Task directions
Counting only lines that contain the word "without", state the total for the listing below and nothing else.

==== Entries shown

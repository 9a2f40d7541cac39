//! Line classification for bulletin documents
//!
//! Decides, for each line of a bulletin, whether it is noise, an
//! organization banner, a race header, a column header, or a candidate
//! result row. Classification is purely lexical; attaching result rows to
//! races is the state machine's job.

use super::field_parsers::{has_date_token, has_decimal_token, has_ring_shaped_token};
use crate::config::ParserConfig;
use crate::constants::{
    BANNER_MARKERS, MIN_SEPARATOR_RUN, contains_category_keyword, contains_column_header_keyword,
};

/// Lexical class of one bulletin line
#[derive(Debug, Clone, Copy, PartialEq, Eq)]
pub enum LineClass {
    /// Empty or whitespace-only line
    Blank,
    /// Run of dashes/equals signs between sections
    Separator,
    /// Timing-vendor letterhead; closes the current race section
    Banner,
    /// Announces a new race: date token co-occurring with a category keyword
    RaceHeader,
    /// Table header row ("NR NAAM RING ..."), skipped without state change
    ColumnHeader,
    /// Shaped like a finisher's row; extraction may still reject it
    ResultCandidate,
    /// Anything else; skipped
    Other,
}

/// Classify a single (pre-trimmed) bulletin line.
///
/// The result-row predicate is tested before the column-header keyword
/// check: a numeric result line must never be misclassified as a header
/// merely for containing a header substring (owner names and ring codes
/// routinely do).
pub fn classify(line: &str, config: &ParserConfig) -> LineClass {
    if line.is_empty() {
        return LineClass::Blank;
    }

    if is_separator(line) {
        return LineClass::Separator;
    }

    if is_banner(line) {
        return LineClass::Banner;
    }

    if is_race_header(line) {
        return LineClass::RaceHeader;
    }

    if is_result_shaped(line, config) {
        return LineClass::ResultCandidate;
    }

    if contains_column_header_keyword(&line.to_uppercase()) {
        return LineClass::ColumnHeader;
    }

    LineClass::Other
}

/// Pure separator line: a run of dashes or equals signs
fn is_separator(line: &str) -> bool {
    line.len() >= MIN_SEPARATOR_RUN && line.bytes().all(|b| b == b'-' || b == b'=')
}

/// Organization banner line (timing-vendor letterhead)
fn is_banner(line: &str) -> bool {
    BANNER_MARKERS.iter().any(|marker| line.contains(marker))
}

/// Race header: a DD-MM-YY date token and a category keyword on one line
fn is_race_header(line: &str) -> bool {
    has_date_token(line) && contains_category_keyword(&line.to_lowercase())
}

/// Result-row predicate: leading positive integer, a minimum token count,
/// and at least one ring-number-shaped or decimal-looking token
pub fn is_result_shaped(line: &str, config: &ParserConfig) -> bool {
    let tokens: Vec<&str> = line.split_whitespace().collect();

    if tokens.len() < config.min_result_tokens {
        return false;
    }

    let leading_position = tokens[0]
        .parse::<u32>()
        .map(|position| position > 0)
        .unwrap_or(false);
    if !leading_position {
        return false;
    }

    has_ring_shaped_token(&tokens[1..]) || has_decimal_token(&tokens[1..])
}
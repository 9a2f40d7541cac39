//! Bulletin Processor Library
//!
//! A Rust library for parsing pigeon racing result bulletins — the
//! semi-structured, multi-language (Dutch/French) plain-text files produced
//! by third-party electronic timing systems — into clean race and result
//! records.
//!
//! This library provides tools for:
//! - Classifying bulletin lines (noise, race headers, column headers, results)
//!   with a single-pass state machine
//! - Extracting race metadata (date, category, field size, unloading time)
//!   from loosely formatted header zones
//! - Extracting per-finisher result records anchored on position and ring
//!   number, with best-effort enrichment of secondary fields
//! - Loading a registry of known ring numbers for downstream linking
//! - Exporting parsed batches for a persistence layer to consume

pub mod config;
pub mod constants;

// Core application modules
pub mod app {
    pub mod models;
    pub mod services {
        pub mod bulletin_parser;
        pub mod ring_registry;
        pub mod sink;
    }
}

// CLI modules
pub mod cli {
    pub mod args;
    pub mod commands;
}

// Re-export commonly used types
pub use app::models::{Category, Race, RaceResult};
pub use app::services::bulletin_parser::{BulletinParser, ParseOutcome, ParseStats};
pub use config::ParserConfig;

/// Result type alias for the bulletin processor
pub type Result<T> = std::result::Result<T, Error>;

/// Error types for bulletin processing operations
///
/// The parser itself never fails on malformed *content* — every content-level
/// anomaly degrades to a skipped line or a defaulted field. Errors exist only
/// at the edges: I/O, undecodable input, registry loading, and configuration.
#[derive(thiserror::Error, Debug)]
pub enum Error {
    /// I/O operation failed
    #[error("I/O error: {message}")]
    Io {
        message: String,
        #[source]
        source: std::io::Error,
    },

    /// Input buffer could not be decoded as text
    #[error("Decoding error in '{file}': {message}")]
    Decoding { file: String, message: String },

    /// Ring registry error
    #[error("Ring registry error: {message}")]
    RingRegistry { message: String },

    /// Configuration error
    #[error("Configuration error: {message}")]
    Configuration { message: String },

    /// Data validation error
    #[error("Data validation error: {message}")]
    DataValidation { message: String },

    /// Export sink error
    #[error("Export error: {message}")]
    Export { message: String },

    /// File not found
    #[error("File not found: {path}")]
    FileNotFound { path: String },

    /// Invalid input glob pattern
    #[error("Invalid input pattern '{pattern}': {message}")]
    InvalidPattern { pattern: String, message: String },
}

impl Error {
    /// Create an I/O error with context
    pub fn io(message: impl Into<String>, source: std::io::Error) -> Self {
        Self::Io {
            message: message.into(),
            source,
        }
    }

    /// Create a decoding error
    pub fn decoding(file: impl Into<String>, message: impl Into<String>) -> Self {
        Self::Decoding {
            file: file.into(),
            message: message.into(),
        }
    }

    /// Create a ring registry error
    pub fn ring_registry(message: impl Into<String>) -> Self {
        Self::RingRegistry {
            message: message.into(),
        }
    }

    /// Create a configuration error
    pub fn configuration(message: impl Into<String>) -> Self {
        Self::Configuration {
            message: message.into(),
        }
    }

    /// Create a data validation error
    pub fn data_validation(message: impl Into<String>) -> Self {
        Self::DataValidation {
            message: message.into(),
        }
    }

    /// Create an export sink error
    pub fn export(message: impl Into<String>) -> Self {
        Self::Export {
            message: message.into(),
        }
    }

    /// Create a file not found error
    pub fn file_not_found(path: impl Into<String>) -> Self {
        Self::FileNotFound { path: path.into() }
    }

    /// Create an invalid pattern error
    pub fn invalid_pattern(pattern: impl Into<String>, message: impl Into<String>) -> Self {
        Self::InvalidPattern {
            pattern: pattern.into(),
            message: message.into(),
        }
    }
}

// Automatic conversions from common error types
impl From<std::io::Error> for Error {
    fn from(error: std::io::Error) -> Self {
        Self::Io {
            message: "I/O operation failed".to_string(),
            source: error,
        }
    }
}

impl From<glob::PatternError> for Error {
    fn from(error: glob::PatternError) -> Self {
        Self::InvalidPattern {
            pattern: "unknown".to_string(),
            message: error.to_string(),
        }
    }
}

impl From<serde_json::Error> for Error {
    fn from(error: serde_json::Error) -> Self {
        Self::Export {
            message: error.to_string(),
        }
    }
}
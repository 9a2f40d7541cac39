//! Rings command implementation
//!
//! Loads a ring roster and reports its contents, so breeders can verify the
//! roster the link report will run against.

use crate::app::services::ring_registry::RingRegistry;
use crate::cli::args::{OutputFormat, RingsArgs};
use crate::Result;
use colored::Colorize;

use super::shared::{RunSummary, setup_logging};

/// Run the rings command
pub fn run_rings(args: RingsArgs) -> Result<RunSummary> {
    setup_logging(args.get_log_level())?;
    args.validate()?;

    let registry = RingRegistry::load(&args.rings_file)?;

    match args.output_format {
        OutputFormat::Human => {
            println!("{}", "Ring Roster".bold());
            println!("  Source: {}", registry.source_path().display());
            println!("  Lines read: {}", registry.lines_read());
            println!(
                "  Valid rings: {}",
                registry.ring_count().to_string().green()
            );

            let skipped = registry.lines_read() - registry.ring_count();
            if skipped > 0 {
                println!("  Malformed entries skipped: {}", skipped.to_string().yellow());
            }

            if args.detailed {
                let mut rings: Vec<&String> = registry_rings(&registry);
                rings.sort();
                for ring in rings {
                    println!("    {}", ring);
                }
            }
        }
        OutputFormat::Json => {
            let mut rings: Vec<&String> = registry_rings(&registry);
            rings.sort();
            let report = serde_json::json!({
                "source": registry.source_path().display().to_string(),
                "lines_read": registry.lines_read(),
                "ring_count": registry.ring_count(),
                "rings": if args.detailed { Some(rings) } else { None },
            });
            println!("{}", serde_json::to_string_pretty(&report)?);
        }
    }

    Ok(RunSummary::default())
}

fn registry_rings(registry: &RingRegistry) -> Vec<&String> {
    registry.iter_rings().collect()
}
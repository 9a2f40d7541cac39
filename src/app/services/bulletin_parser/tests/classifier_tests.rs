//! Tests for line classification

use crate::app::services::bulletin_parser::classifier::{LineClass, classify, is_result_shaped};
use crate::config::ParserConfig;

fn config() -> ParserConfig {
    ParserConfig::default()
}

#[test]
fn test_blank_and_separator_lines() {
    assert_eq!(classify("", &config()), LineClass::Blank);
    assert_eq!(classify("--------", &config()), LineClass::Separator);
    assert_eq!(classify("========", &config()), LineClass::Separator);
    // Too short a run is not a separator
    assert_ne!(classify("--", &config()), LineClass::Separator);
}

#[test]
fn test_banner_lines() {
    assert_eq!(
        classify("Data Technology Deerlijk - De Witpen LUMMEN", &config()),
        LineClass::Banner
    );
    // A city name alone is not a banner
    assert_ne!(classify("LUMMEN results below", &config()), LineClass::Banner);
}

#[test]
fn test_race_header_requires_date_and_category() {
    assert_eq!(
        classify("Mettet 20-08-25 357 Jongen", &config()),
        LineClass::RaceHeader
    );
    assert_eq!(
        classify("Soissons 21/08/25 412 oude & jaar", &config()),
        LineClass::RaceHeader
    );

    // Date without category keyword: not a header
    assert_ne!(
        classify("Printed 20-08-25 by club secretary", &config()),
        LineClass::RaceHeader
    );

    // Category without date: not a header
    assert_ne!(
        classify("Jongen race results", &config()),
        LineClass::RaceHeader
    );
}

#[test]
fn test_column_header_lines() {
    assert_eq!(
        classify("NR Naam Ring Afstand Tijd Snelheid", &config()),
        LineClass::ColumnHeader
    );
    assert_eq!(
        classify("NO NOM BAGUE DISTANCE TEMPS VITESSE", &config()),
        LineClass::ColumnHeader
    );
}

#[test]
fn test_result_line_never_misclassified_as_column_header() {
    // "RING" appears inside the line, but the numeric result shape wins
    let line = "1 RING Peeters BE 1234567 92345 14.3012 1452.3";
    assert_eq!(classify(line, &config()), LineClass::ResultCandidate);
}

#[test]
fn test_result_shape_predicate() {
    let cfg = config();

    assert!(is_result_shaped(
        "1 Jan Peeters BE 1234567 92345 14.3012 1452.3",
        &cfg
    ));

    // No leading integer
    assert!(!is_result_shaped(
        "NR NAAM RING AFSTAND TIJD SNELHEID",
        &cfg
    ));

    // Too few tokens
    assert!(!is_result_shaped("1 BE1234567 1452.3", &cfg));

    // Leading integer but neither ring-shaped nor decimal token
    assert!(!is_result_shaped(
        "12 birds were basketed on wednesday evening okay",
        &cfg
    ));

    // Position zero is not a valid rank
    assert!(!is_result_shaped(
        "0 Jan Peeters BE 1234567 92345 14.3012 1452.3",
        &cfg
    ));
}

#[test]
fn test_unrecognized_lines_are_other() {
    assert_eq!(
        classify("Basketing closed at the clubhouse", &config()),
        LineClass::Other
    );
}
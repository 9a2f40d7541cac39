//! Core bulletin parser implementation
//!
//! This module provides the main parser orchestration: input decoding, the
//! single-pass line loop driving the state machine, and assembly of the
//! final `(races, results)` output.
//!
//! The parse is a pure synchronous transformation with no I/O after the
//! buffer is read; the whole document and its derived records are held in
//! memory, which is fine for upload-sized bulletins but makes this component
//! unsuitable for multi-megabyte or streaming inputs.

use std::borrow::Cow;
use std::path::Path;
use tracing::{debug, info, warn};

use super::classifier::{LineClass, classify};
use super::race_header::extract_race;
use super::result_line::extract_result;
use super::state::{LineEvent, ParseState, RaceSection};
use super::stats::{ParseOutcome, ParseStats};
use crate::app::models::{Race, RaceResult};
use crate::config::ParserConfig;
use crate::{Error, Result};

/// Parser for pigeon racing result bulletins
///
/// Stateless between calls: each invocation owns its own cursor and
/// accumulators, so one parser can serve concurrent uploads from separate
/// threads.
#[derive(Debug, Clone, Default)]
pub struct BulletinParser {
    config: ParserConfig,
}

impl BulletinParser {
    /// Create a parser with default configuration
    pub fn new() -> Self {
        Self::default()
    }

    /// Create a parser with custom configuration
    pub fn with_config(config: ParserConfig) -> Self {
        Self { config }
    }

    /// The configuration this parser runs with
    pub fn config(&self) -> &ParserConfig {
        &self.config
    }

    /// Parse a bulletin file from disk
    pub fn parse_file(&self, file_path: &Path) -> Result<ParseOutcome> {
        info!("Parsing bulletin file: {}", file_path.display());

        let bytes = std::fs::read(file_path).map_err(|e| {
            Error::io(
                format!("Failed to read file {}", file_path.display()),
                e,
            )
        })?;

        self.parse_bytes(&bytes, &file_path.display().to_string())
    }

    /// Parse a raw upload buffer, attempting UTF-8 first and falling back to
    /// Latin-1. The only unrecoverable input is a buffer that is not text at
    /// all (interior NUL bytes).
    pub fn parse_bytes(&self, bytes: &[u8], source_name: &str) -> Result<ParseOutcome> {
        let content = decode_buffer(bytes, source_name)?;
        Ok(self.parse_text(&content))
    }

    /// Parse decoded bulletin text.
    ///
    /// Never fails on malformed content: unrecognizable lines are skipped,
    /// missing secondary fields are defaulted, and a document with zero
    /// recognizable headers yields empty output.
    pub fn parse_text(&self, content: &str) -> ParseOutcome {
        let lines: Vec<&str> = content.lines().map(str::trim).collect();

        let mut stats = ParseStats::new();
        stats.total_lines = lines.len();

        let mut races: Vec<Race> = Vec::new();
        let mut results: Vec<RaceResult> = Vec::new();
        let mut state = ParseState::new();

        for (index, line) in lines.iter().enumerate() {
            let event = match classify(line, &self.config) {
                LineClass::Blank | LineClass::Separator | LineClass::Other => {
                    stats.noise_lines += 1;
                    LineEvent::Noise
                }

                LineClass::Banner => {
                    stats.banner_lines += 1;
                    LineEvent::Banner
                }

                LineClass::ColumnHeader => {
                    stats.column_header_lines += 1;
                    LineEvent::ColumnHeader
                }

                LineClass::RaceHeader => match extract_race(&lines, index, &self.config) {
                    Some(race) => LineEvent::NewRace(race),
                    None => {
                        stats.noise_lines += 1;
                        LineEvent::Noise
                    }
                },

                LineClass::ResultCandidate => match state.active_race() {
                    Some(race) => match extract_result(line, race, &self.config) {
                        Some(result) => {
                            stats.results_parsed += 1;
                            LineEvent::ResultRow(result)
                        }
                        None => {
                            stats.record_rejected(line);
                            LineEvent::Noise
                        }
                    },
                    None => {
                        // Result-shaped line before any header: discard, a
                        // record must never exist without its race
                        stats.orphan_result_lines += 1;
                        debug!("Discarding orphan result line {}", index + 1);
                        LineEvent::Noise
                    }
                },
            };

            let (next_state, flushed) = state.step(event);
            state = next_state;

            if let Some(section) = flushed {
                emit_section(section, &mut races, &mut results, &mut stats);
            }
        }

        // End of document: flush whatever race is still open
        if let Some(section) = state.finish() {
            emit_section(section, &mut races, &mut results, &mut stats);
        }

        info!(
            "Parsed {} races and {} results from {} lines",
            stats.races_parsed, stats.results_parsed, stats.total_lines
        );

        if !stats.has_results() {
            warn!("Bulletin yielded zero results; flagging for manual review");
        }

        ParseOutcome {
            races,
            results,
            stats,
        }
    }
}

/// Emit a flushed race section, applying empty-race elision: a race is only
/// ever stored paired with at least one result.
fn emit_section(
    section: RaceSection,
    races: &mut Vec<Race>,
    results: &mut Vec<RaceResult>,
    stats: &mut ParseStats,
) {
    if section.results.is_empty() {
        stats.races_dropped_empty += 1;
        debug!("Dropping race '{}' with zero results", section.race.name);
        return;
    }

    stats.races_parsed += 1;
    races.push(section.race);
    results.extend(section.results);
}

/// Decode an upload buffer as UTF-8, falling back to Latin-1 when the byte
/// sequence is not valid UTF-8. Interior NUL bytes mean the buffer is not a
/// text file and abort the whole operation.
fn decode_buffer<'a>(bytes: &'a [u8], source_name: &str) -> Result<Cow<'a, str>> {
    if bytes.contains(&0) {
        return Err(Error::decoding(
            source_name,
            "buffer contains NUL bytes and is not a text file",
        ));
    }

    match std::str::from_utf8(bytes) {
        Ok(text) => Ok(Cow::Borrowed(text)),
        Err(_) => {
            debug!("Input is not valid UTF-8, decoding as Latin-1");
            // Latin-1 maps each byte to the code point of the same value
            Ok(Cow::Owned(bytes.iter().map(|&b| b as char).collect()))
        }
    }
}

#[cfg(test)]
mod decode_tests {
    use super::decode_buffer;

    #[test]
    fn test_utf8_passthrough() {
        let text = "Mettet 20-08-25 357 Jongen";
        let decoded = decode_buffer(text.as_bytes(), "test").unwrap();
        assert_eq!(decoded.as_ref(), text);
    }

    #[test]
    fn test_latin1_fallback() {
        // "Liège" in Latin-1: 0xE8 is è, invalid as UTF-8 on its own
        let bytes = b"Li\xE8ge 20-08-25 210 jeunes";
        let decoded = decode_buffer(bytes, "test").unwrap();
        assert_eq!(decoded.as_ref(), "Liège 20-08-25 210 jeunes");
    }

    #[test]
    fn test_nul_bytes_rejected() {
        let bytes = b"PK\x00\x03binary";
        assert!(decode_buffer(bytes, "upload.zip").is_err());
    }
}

========

Exercise output
4